Sean Davis seandavi at gmail.com
Wed Apr 7 01:01:53 CEST 2010


On Tue, Apr 6, 2010 at 6:53 PM, adam_pgsql <adam_pgsql at witneyweb.org> wrote:
>
> On 6 Apr 2010, at 19:15, Sean Davis wrote:
>
>> On Tue, Apr 6, 2010 at 1:58 PM, Sean Davis <seandavi at gmail.com> wrote:
>>> On Tue, Apr 6, 2010 at 1:47 PM, adam_pgsql <adam_pgsql at witneyweb.org> wrote:
>>>>
>>>> Hi,
>>>>
>>>> I am trying to do some CGH analysis with Agilent arrays, but all the analyses methods seem to require genome position information. Does anyone know of any packages that will call genes as present/absent without the genome position?
>>>>
>>>
>>> I don't think of CGH analysis as "present/absent", but perhaps I am
>>> not clear on what you mean by CGH analysis.  For Agilent arrays,
>>> presumably you have two colors, one representing the sample and the
>>> other the reference.  Simply make a ratio and then rank the probes
>>> based on that.
>>
>> I'm making an assumption here that you are using some custom array
>> based on an organism with no assembled genome.  If there is an
>> assembled genome, then you should map your probes to the genome using
>> an alignment tool (blast, blat, etc.) and use those alignments for
>> more standard CGH analysis.
>
> Thanks Sean for your reply.
>
> This is a custom bacterial pan-genome array. The problem is that many of the oligos target genes found in unfinished genome sequences (not the reference strain) and as such I don't really have a genome position. Also due to the nature of bacterial genomes when i hybridise DNA from unsequenced strains there is no guarantee that the gene arrangement would be exactly the same as the sequenced reference strain.
>
> in terms of "present/absent" i would like to score each gene sequence represented on the array as present or absent in the test strain.
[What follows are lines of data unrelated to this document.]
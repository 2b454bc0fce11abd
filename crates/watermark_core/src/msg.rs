use crate::{DetectResult, EmbedResult, FileCandidate, PickMode, PickOrigin, RequestId, WorkflowKind};

#[derive(Debug, Clone, PartialEq)]
pub enum Msg {
    /// User picked or dropped files for a workflow.
    FilesPicked {
        workflow: WorkflowKind,
        origin: PickOrigin,
        mode: PickMode,
        candidates: Vec<FileCandidate>,
    },
    /// User asked to process the current selection.
    SubmitClicked(WorkflowKind),
    /// User asked to clear a workflow back to idle.
    ResetClicked(WorkflowKind),
    /// Embed endpoint answered with a success envelope.
    EmbedSucceeded {
        request_id: RequestId,
        results: Vec<EmbedResult>,
        archive_ref: Option<String>,
    },
    /// Detect endpoint answered with a success envelope.
    DetectSucceeded {
        request_id: RequestId,
        results: Vec<DetectResult>,
    },
    /// Submission failed; `message` is already decoded for display.
    SubmissionFailed {
        workflow: WorkflowKind,
        request_id: RequestId,
        message: String,
    },
    /// User asked to download one embed result by its position.
    DownloadClicked { index: usize },
    /// User asked for the batch archive.
    DownloadAllClicked,
}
I guess this could be done by ranking the ratios and determining some cutoff for presence or absence, but the question is are there any tools that provide a more statistically sound approach to suggesting a good cutioff value to use?
>

Hi, Adam.

There are many ways to go here, but one would really need to know the
experimental design in more detail.  If you have replicates, then
there are MANY statistical methodologies that could be applied to find
differences between the reference and the test.  Any gene expression
hypothesis testing packages could probably be applied.